In Delhi, 2 out of 3 women experience harassment

July 9, 2010 By HKearl

Safe Delhi PSA

Two out of three women in Delhi suffered sexual harassment at least 2-5 times during the last year. Via the BBC:

“Women in the national capital feel unsafe in many public spaces, and at all times of the day and night,” the survey says.

Public transport, buses and roadsides are reported as spaces where women and girls face high levels of sexual harassment.

Most women who were surveyed said buses were the most unsafe form of transport.

Many said the Metro system, which used to be safer earlier, is now equally crowded and unsafe.

The report says the most common forms of harassment are “verbal (passing lewd comments), visual (staring and leering) and physical (touching or groping or leaning over)”.

Women of all classes have to put up with harassment in their daily lives, but students between 15 and 19 years old and women employed in the informal sector are specially vulnerable, the survey says.

The findings come from a “Safe Cities Baseline Survey” of more than 5,000 people who were interviewed during Jan – March of this year, and the survey was commissioned by the NGO Jagori/Safe Delhi, the United Nations Development Fund for Women, and UN Habitat.

The report findings are unsurprising since a study conducted last fall showed that 96 percent of women surveyed in Delhi are afraid to be in public alone because of the high rates of harassment and risk of assault (view a newsclip about the study).

Also,  another survey of women in Delhi from earlier this year tracked their experiences in specific areas of the city and found that 1/3 of the women faced verbal harassment and half of the women felt unsafe there. Several recommendations came out of that survey, including traffic monitoring.

Like most big cities, men’s harassment of women in public places is clearly a huge problem and one that impedes women’s mobility and equality with men. Thankfully, groups like the UN and Jagori/Safe Delhi are addressing this reality.

In addition to surveying people and writing reports, Jagori/Safe Delhi is doing great ground work to make the city safer for women.

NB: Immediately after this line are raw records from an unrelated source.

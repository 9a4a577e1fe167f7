//! Per-execution-context storage of withheld debug records.
//!
//! Each execution identifier owns at most one [`ContextBuffer`]: a JSON text sequence where every
//! serialized [`LogRecord`] is preceded by [`RECORD_SEPARATOR`]. `serde_json` always escapes
//! control characters inside strings and the compact formatter emits no raw whitespace, so the
//! separator never occurs within a serialized record.

use std::sync::{Mutex, PoisonError, RwLock};

use rustc_hash::FxHashMap;

use crate::record::LogRecord;

/// Separator written before each record in a buffer (ASCII RS, as in RFC 7464).
pub const RECORD_SEPARATOR: char = '\u{1e}';

/// An ordered sequence of serialized records belonging to one execution context.
#[derive(Clone, Debug, Default, PartialEq, Eq)]
pub struct ContextBuffer {
    contents: String,
    count: usize,
}

impl ContextBuffer {
    /// Number of records appended to this buffer.
    pub fn len(&self) -> usize {
        self.count
    }

    /// Returns `true` if no records were appended.
    pub fn is_empty(&self) -> bool {
        self.count == 0
    }

    /// Appends a record, serializing it compactly.
    pub fn push(&mut self, record: &LogRecord) -> Result<(), serde_json::Error> {
        let serialized = serde_json::to_string(record)?;
        self.push_segment(&serialized);
        Ok(())
    }

    pub(crate) fn push_segment(&mut self, segment: &str) {
        self.contents.push(RECORD_SEPARATOR);
        self.contents.push_str(segment);
        self.count += 1;
    }

    /// Iterates over the raw serialized segments in append order.
    pub fn segments(&self) -> impl Iterator<Item = &str> {
        self.contents
            .split(RECORD_SEPARATOR)
            .filter(|segment| !segment.is_empty())
    }

    /// Parses every segment independently, in append order.
    ///
    /// A segment that fails to parse yields an `Err` without affecting its neighbours.
    pub fn records(&self) -> impl Iterator<Item = Result<LogRecord, serde_json::Error>> + '_ {
        self.segments().map(serde_json::from_str)
    }
}

/// A handle to the buffer of one execution identifier.
#[derive(Debug)]
pub struct BufferHandle<'r> {
    registry: &'r BufferRegistry,
    id: String,
}

impl BufferHandle<'_> {
    /// The execution identifier this handle refers to.
    pub fn id(&self) -> &str {
        &self.id
    }

    /// Appends a record to the buffer.
    pub fn append(&self, record: &LogRecord) -> Result<(), serde_json::Error> {
        self.registry.append(&self.id, record)
    }

    /// Returns `true` if the buffer currently holds any records.
    pub fn has_pending(&self) -> bool {
        self.registry.has_pending(&self.id)
    }
}

/// Owns the [`ContextBuffer`]s of all execution contexts.
///
/// Appends for distinct identifiers only share a read lock on the map, while each buffer is
/// guarded by its own mutex. Creating and draining a buffer take the write lock, so a drain never
/// races with an append into the same buffer.
#[derive(Debug, Default)]
pub struct BufferRegistry {
    buffers: RwLock<FxHashMap<String, Mutex<ContextBuffer>>>,
}

impl BufferRegistry {
    /// Creates an empty registry.
    pub fn new() -> Self {
        Self::default()
    }

    /// Returns a handle to the buffer for `id`, creating an empty buffer if none exists.
    pub fn ensure(&self, id: &str) -> BufferHandle<'_> {
        let exists = self
            .buffers
            .read()
            .unwrap_or_else(PoisonError::into_inner)
            .contains_key(id);

        if !exists {
            self.buffers
                .write()
                .unwrap_or_else(PoisonError::into_inner)
                .entry(id.to_owned())
                .or_default();
        }

        BufferHandle {
            registry: self,
            id: id.to_owned(),
        }
    }

    /// Appends `record` to the buffer for `id`, creating the buffer if necessary.
    ///
    /// Fails only if the record cannot be serialized, in which case the buffer is left
    /// unchanged.
    pub fn append(&self, id: &str, record: &LogRecord) -> Result<(), serde_json::Error> {
        let serialized = serde_json::to_string(record)?;
        self.append_segment(id, &serialized);
        Ok(())
    }

    pub(crate) fn append_segment(&self, id: &str, segment: &str) {
        {
            let buffers = self.buffers.read().unwrap_or_else(PoisonError::into_inner);
            if let Some(buffer) = buffers.get(id) {
                buffer
                    .lock()
                    .unwrap_or_else(PoisonError::into_inner)
                    .push_segment(segment);
                return;
            }
        }

        self.buffers
            .write()
            .unwrap_or_else(PoisonError::into_inner)
            .entry(id.to_owned())
            .or_default()
            .get_mut()
            .unwrap_or_else(PoisonError::into_inner)
            .push_segment(segment);
    }

    /// Returns `true` if a buffer exists for `id` and holds at least one record.
    pub fn has_pending(&self, id: &str) -> bool {
        self.buffers
            .read()
            .unwrap_or_else(PoisonError::into_inner)
            .get(id)
            .is_some_and(|buffer| !buffer.lock().unwrap_or_else(PoisonError::into_inner).is_empty())
    }

    /// Removes the buffer for `id` and returns its contents.
    ///
    /// Returns an empty buffer if none exists. No buffer exists for `id` afterwards.
    pub fn drain(&self, id: &str) -> ContextBuffer {
        self.buffers
            .write()
            .unwrap_or_else(PoisonError::into_inner)
            .remove(id)
            .map(|buffer| buffer.into_inner().unwrap_or_else(PoisonError::into_inner))
            .unwrap_or_default()
    }

    /// Removes and discards the buffer for `id`, if any.
    pub fn delete(&self, id: &str) {
        self.buffers
            .write()
            .unwrap_or_else(PoisonError::into_inner)
            .remove(id);
    }

    /// Returns `true` if a buffer, possibly empty, exists for `id`.
    pub fn contains(&self, id: &str) -> bool {
        self.buffers
            .read()
            .unwrap_or_else(PoisonError::into_inner)
            .contains_key(id)
    }

    /// Number of live buffers.
    ///
    /// Buffers are only released by a flush or an explicit delete, so a steadily growing count
    /// points to contexts that ended without cleanup.
    pub fn len(&self) -> usize {
        self.buffers
            .read()
            .unwrap_or_else(PoisonError::into_inner)
            .len()
    }

    /// Returns `true` if no buffers are live.
    pub fn is_empty(&self) -> bool {
        self.len() == 0
    }
}
//! Severity levels and the gate deciding whether a record reaches the sink.

use std::{fmt, str::FromStr};

use serde::{Deserialize, Deserializer, Serialize};

use crate::LoggerError;

/// Severity of a log record, ordered `Debug < Info < Warn < Error`.
#[derive(Clone, Copy, Debug, Default, PartialEq, Eq, PartialOrd, Ord, Hash, Serialize)]
#[serde(rename_all = "UPPERCASE")]
pub enum Level {
    /// Diagnostic noise, possibly withheld until an error occurs.
    Debug,

    /// Routine information.
    #[default]
    Info,

    /// Something unexpected that did not fail the operation.
    Warn,

    /// A failure.
    Error,
}

impl Level {
    /// Returns the uppercase name used in serialized records.
    pub const fn as_str(self) -> &'static str {
        match self {
            Self::Debug => "DEBUG",
            Self::Info => "INFO",
            Self::Warn => "WARN",
            Self::Error => "ERROR",
        }
    }
}

impl fmt::Display for Level {
    fn fmt(&self, f: &mut fmt::Formatter<'_>) -> fmt::Result {
        f.write_str(self.as_str())
    }
}

impl FromStr for Level {
    type Err = LoggerError;

    fn from_str(s: &str) -> Result<Self, Self::Err> {
        match s.trim().to_ascii_lowercase().as_str() {
            "debug" => Ok(Self::Debug),
            "info" => Ok(Self::Info),
            "warn" | "warning" => Ok(Self::Warn),
            "error" => Ok(Self::Error),
            _ => Err(LoggerError::InvalidLevel(s.to_owned())),
        }
    }
}

// Accepts any casing, so both configuration files (`level = "debug"`) and serialized records
// (`"level": "DEBUG"`) parse.
impl<'de> Deserialize<'de> for Level {
    fn deserialize<D: Deserializer<'de>>(deserializer: D) -> Result<Self, D::Error> {
        let raw = String::deserialize(deserializer)?;
        raw.parse().map_err(serde::de::Error::custom)
    }
}

impl From<Level> for tracing::Level {
    fn from(level: Level) -> Self {
        match level {
            Level::Debug => Self::DEBUG,
            Level::Info => Self::INFO,
            Level::Warn => Self::WARN,
            Level::Error => Self::ERROR,
        }
    }
}

/// Returns `true` if a record logged at `record_level` should be forwarded to the sink.
///
/// Records are rejected when emission is disabled, or when `record_level` is strictly below
/// `threshold`.
#[inline]
pub fn should_emit(record_level: Level, threshold: Level, is_enabled: bool) -> bool {
    is_enabled && record_level >= threshold
}

/// A configured threshold together with the master enabled switch.
#[derive(Clone, Copy, Debug, PartialEq, Eq)]
pub struct LevelGate {
    threshold: Level,
    is_enabled: bool,
}

impl LevelGate {
    /// Creates a gate forwarding records at or above `threshold` while `is_enabled` holds.
    pub const fn new(threshold: Level, is_enabled: bool) -> Self {
        Self {
            threshold,
            is_enabled,
        }
    }

    /// Checks a record level against this gate.
    #[inline]
    pub fn allows(self, level: Level) -> bool {
        should_emit(level, self.threshold, self.is_enabled)
    }

    /// The configured minimum level.
    pub fn threshold(self) -> Level {
        self.threshold
    }

    /// Whether emission is switched on at all.
    pub fn is_enabled(self) -> bool {
        self.is_enabled
    }
}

  • In June they held trainings on sexual harassment for bus authorities, who are now training the bus driver staff.
  • They’re holding trainings for women about safety measures in August.
  • They’re co-hosting the Third International Conference on Women’s Safety: Building Inclusive Cities, November 22 – 24, 2010 in New Delhi.

Also, check out some of their humorous anti-sexual harassment PSAs on YouTube.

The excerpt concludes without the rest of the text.